**Exercise objective:** Wherever a line of the data contains "BankSimulationInput", copy that line.

**Data for analysis:**
//! Client configuration: credentials, target environment, API version, and token cache policy.
//!
//! [`ClientConfig`] is validated once by [`ClientConfigBuilder::build`] and then shared by
//! every request. [`ClientConfig::from_env`] covers the usual `PAYPAL_*` variables.

/// Builder API for assembling client configurations.
pub mod builder;
/// PayPal environments and their base URLs.
pub mod environment;

pub use builder::*;
pub use environment::*;

// self
use crate::{_prelude::*, auth::Secret, error::ConfigError};

/// Immutable client configuration consumed by [`Client`](crate::client::Client).
#[derive(Clone, Debug, PartialEq, Eq)]
pub struct ClientConfig {
	/// OAuth 2.0 client identifier.
	pub client_id: String,
	/// OAuth 2.0 client secret.
	pub client_secret: Secret,
	/// Environment the configuration was built for.
	pub environment: Environment,
	/// Base URL every request path is joined onto; always ends with `/`.
	pub base_url: Url,
	/// Version segment prefixed to every path (`v1` by default).
	pub api_version: Option<String>,
	/// Amount subtracted from `expires_in` when caching tokens.
	pub token_expiry_margin: Duration,
	/// Cache key the bearer token is stored under.
	pub token_cache_key: String,
}
impl ClientConfig {
	/// Variable holding the client identifier.
	pub const ENV_CLIENT_ID: &'static str = "PAYPAL_CLIENT_ID";
	/// Variable holding the client secret.
	pub const ENV_CLIENT_SECRET: &'static str = "PAYPAL_CLIENT_SECRET";
	/// Variable selecting the sandbox (`true`, the default) or live environment.
	pub const ENV_SANDBOX: &'static str = "PAYPAL_SANDBOX";
	/// Variable overriding the API version.
	pub const ENV_API_VERSION: &'static str = "PAYPAL_API_VERSION";

	/// Creates a new builder for the provided credentials.
	pub fn builder(
		client_id: impl Into<String>,
		client_secret: impl Into<String>,
	) -> ClientConfigBuilder {
		ClientConfigBuilder::new(client_id, client_secret)
	}

	/// Loads the configuration from the process environment.
	pub fn from_env() -> Result<Self> {
		Self::from_env_with(|name| std::env::var(name).ok())
	}

	/// Loads the configuration through an arbitrary variable lookup.
	pub fn from_env_with<F>(lookup: F) -> Result<Self>
	where
		F: Fn(&str) -> Option<String>,
	{
		let required = |name: &'static str| {
			lookup(name)
				.filter(|value| !value.trim().is_empty())
				.ok_or(ConfigError::MissingEnv { name })
		};
		let client_id = required(Self::ENV_CLIENT_ID)?;
		let client_secret = required(Self::ENV_CLIENT_SECRET)?;
		let sandbox = match lookup(Self::ENV_SANDBOX) {
			Some(value) => parse_flag(&value)
				.ok_or(ConfigError::InvalidEnv { name: Self::ENV_SANDBOX, value })?,
			None => true,
		};
		let mut builder = Self::builder(client_id, client_secret).sandbox(sandbox);

		if let Some(version) = lookup(Self::ENV_API_VERSION) {
			builder = builder.api_version(version);
		}

		builder.build().map_err(|e| ConfigError::from(e).into())
	}

	/// Resolves an API path against the base URL and version prefix.
	///
	/// Leading, trailing, and repeated slashes in `path` are ignored; a query string is kept.
	pub fn api_url(&self, path: &str) -> Result<Url> {
		let (path_part, query) = match path.split_once('?') {
			Some((p, q)) => (p, Some(q)),
			None => (path, None),
		};
		let mut joined = self
			.api_version
			.iter()
			.map(String::as_str)
			.chain(path_part.split('/'))
			.filter(|segment| !segment.is_empty())
			.collect::<Vec<_>>()
			.join("/");

		if let Some(query) = query {
			joined.push('?');
			joined.push_str(query);
		}

		self.base_url
			.join(&format!("./{joined}"))
			.map_err(|source| ConfigError::InvalidPath { path: path.to_owned(), source }.into())
	}

	/// Returns the client-credentials token endpoint.
	pub fn token_url(&self) -> Result<Url> {
		self.api_url("oauth2/token")
	}
}

fn parse_flag(value: &str) -> Option<bool> {
	match value.trim().to_ascii_lowercase().as_str() {
		"true" | "1" | "yes" => Some(true),
		"false" | "0" | "no" => Some(false),
		_ => None,
	}
}
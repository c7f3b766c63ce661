use serde_json::{Map, Value};
use std::io;

use super::{bank_rows, flatten};

/// Write output as CSV to stdout.
///
/// Simulations and bank tables become one row per bank; single results
/// become two-column `field,value` rows.
pub fn print_csv(value: &Value) {
    let stdout = io::stdout();
    let mut wtr = csv::Writer::from_writer(stdout.lock());

    let outcome = if let Some(banks) = bank_rows(value) {
        write_rows(&mut wtr, banks)
    } else {
        let result = value.get("result").unwrap_or(value);
        match result {
            Value::Array(rows) => write_rows(&mut wtr, rows),
            Value::Object(_) => write_fields(&mut wtr, &flatten(result)),
            other => wtr.write_record([format_csv_value(other)]),
        }
    };

    if let Err(e) = outcome.and_then(|_| wtr.flush().map_err(csv::Error::from)) {
        tracing::error!(error = %e, "failed to write CSV output");
    }
}

fn write_fields<W: io::Write>(
    wtr: &mut csv::Writer<W>,
    fields: &Map<String, Value>,
) -> csv::Result<()> {
    wtr.write_record(["field", "value"])?;
    for (key, val) in fields {
        wtr.write_record([key.as_str(), &format_csv_value(val)])?;
    }
    Ok(())
}

fn write_rows<W: io::Write>(wtr: &mut csv::Writer<W>, rows: &[Value]) -> csv::Result<()> {
    if rows.is_empty() {
        return Ok(());
    }

    let flat: Vec<Map<String, Value>> = rows.iter().map(flatten).collect();
    if flat[0].is_empty() {
        for item in rows {
            wtr.write_record([format_csv_value(item)])?;
        }
        return Ok(());
    }

    let header_row: Vec<String> = flat[0].keys().cloned().collect();
    wtr.write_record(&header_row)?;
    for row in &flat {
        let record: Vec<String> = header_row
            .iter()
            .map(|h| row.get(h).map(format_csv_value).unwrap_or_default())
            .collect();
        wtr.write_record(&record)?;
    }
    Ok(())
}

fn format_csv_value(value: &Value) -> String {
    match value {
        Value::String(s) => s.clone(),
        Value::Number(n) => n.to_string(),
        Value::Bool(b) => b.to_string(),
        Value::Null => String::new(),
        _ => serde_json::to_string(value).unwrap_or_default(),
    }
}
use thiserror::Error;

#[derive(Debug, Error)]
pub enum LoanReadinessError {
    #[error("Invalid input: {field} — {reason}")]
    InvalidInput { field: String, reason: String },

    #[error("Invalid bank configuration: {bank} — {reason}")]
    InvalidConfiguration { bank: String, reason: String },

    #[error("Serialization error: {0}")]
    SerializationError(String),
}

impl From<serde_json::Error> for LoanReadinessError {
    fn from(e: serde_json::Error) -> Self {
        LoanReadinessError::SerializationError(e.to_string())
    }
}
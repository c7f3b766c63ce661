use rust_decimal::Decimal;
use rust_decimal::MathematicalOps;
use rust_decimal_macros::dec;

use crate::types::{Money, Rate, Years};

pub const MONTHS_PER_YEAR: i32 = 12;

/// Term in months for a whole-year tenure, saturating at `i32::MAX`.
pub fn months_for_years(years: Years) -> i32 {
    i32::try_from(years)
        .unwrap_or(i32::MAX)
        .saturating_mul(MONTHS_PER_YEAR)
}

/// Nominal annual rate to the monthly compounding rate.
pub fn monthly_rate(annual_rate: Rate) -> Rate {
    annual_rate / dec!(12)
}

/// Present value of a level monthly installment over `months` periods.
///
/// Returns zero when either the term or the installment is not positive.
/// A zero rate degenerates to the plain sum of installments. Results beyond
/// the decimal range saturate at `Decimal::MAX`.
pub fn installment_to_loan(monthly_installment: Money, annual_rate: Rate, months: i32) -> Money {
    if months <= 0 || monthly_installment <= Decimal::ZERO {
        return Decimal::ZERO;
    }

    let r = monthly_rate(annual_rate);
    if r.is_zero() {
        return monthly_installment
            .checked_mul(Decimal::from(months))
            .unwrap_or(Decimal::MAX);
    }

    match annuity_factor(r, months) {
        Some(factor) => monthly_installment
            .checked_mul(factor)
            .unwrap_or(Decimal::MAX),
        None => Decimal::ZERO,
    }
}

/// Level monthly installment that fully repays `loan_principal` over `months`.
///
/// Returns zero when either the term or the principal is not positive.
/// Results beyond the decimal range saturate at `Decimal::MAX`.
pub fn loan_to_installment(loan_principal: Money, annual_rate: Rate, months: i32) -> Money {
    if months <= 0 || loan_principal <= Decimal::ZERO {
        return Decimal::ZERO;
    }

    let r = monthly_rate(annual_rate);
    if r.is_zero() {
        return loan_principal / Decimal::from(months);
    }

    match annuity_factor(r, months) {
        Some(factor) => loan_principal
            .checked_div(factor)
            .unwrap_or(Decimal::MAX),
        None => Decimal::ZERO,
    }
}

/// (1 - (1+r)^-n) / r for a non-zero periodic rate and a positive term.
///
/// When (1+r)^n leaves the decimal range the discount term is
/// taken as zero. Returns None for a degenerate factor (1 + r <= 0, or a
/// factor of zero or outside the decimal range).
fn annuity_factor(r: Rate, months: i32) -> Option<Decimal> {
    let one_plus_r = Decimal::ONE + r;
    if one_plus_r <= Decimal::ZERO {
        return None;
    }

    let discount = match one_plus_r.checked_powu(months as u64) {
        Some(growth) => Decimal::ONE.checked_div(growth)?,
        None => Decimal::ZERO,
    };

    let factor = (Decimal::ONE - discount).checked_div(r)?;
    if factor.is_zero() {
        None
    } else {
        Some(factor)
    }
}
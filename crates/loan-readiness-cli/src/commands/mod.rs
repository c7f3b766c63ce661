pub mod affordability;
pub mod amortization;
pub mod banks;
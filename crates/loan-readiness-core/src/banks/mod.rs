pub mod registry;
pub mod simulator;
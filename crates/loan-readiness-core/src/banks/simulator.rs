use serde::{Deserialize, Serialize};
use std::time::Instant;

use crate::amortization::{installment_to_loan, loan_to_installment, months_for_years};
use crate::banks::registry::{BankProfile, BankRegistry};
use crate::borrower::{self, CapacitySummary, CustomerInput, PropertyInput};
use crate::types::*;
use crate::LoanReadinessResult;

// ---------------------------------------------------------------------------
// Input / Output types
// ---------------------------------------------------------------------------

#[derive(Debug, Clone, Serialize, Deserialize)]
pub struct BankSimulationInput {
    pub customer: CustomerInput,
    pub property: PropertyInput,
    /// Drop banks whose verdict is LOW.
    #[serde(default)]
    pub only_pass: bool,
    /// Order by ascending ratio instead of registry order.
    #[serde(default)]
    pub rank_by_ratio: bool,
}

/// Policy actually applied to one bank, copied so the result stands alone.
#[derive(Debug, Clone, PartialEq, Serialize, Deserialize)]
pub struct SimulationAssumptions {
    pub tenure_years: Years,
    pub interest_rate: Rate,
    pub dsr_limit: Rate,
    pub max_ltv: Rate,
}

#[derive(Debug, Clone, PartialEq, Serialize, Deserialize)]
pub struct BankSimulationResult {
    pub bank_id: String,
    pub bank_name: String,
    /// Income-based lending ceiling.
    pub max_loan_allowed: Money,
    pub max_installment_allowed: Money,
    /// Tighter of the income ceiling and the LTV ceiling. Not capped by the request.
    pub property_loan_allowed: Money,
    /// Installment on the requested loan capped by LTV only.
    pub property_installment: Money,
    pub ratio: Ratio,
    pub verdict: Verdict,
    pub assumptions: SimulationAssumptions,
}

#[derive(Debug, Clone, Serialize, Deserialize)]
pub struct BankSimulationOutput {
    pub summary: CapacitySummary,
    pub banks: Vec<BankSimulationResult>,
}

// ---------------------------------------------------------------------------
// Public API
// ---------------------------------------------------------------------------

/// Evaluate the request against every bank, one result per profile in
/// registry order. Numeric edge cases never fail; a borrower without
/// capacity gets an unbounded ratio and a LOW verdict everywhere.
pub fn simulate_banks(
    customer: &CustomerInput,
    property: &PropertyInput,
    registry: &BankRegistry,
) -> Vec<BankSimulationResult> {
    let net_income = borrower::net_income(customer);

    registry
        .iter()
        .map(|bank| simulate_bank(bank, net_income, customer.age, property))
        .collect()
}

/// Keep only banks that did not return a LOW verdict.
pub fn passing(results: Vec<BankSimulationResult>) -> Vec<BankSimulationResult> {
    results.into_iter().filter(|r| r.verdict.is_pass()).collect()
}

/// Most comfortable ratio first, unbounded ratios last. Ties keep their
/// incoming order.
pub fn rank_by_ratio(mut results: Vec<BankSimulationResult>) -> Vec<BankSimulationResult> {
    results.sort_by_key(|r| r.ratio);
    results
}

/// Validate the request, run [`simulate_banks`], apply the requested view
/// and wrap the list in the standard output envelope.
pub fn run_bank_simulation(
    input: &BankSimulationInput,
    registry: &BankRegistry,
) -> LoanReadinessResult<ComputationOutput<BankSimulationOutput>> {
    let start = Instant::now();
    let mut warnings: Vec<String> = Vec::new();

    borrower::validate_customer(&input.customer)?;
    borrower::validate_property(&input.property)?;

    let summary = borrower::capacity_summary(&input.customer);
    if summary.net_income.is_zero() {
        warnings.push("Net income is zero after deductions; no bank can lend.".into());
    }
    for bank in registry {
        if input.property.margin > bank.max_ltv {
            warnings.push(format!(
                "Requested margin {} exceeds {} max LTV {}; installment uses the LTV cap.",
                input.property.margin, bank.name, bank.max_ltv
            ));
        }
    }

    let mut banks = simulate_banks(&input.customer, &input.property, registry);
    if input.only_pass {
        banks = passing(banks);
    }
    if input.rank_by_ratio {
        banks = rank_by_ratio(banks);
    }

    let elapsed = start.elapsed().as_micros() as u64;
    let assumptions = serde_json::json!({
        "banks_evaluated": registry.len(),
        "only_pass": input.only_pass,
        "rank_by_ratio": input.rank_by_ratio,
        "requested_margin": input.property.margin.to_string(),
    });

    Ok(with_metadata(
        "Multi-bank Affordability Simulation (DSR, tenure/age, LTV)",
        &assumptions,
        warnings,
        elapsed,
        BankSimulationOutput { summary, banks },
    ))
}

// ---------------------------------------------------------------------------
// Internal helpers
// ---------------------------------------------------------------------------

fn simulate_bank(
    bank: &BankProfile,
    net_income: Money,
    age: Years,
    property: &PropertyInput,
) -> BankSimulationResult {
    let rate = bank.typical_interest_rate;
    let max_installment = net_income * bank.dsr_limit;

    let tenure_years = bank_tenure_years(bank, age);
    let months = months_for_years(tenure_years).max(1);

    let max_loan_allowed = round_money(installment_to_loan(max_installment, rate, months));
    let max_loan_by_ltv = round_money(bank.max_ltv * property.spa_price);
    let requested_loan = round_money(property.spa_price * property.margin);

    let property_loan_allowed = max_loan_allowed.min(max_loan_by_ltv);
    let property_installment = round_money(loan_to_installment(
        requested_loan.min(max_loan_by_ltv),
        rate,
        months,
    ));

    let ratio = Ratio::of(property_installment, max_installment).round_dp(3);
    let verdict = Verdict::from_ratio(ratio);

    tracing::debug!(
        bank = %bank.id,
        tenure_years,
        %max_loan_allowed,
        %property_installment,
        %ratio,
        %verdict,
        "bank simulated"
    );

    BankSimulationResult {
        bank_id: bank.id.clone(),
        bank_name: bank.name.clone(),
        max_loan_allowed,
        max_installment_allowed: round_money(max_installment),
        property_loan_allowed,
        property_installment,
        ratio,
        verdict,
        assumptions: SimulationAssumptions {
            tenure_years,
            interest_rate: rate,
            dsr_limit: bank.dsr_limit,
            max_ltv: bank.max_ltv,
        },
    }
}

/// Bank tenure: years until the bank's end age (at least one), capped at the
/// bank's maximum tenure.
fn bank_tenure_years(bank: &BankProfile, age: Years) -> Years {
    bank.max_end_age
        .saturating_sub(age)
        .max(1)
        .min(bank.max_tenure_years)
}

// ---------------------------------------------------------------------------
// Tests
// ---------------------------------------------------------------------------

**Written reply:**
pub struct BankSimulationInput {
    input: &BankSimulationInput,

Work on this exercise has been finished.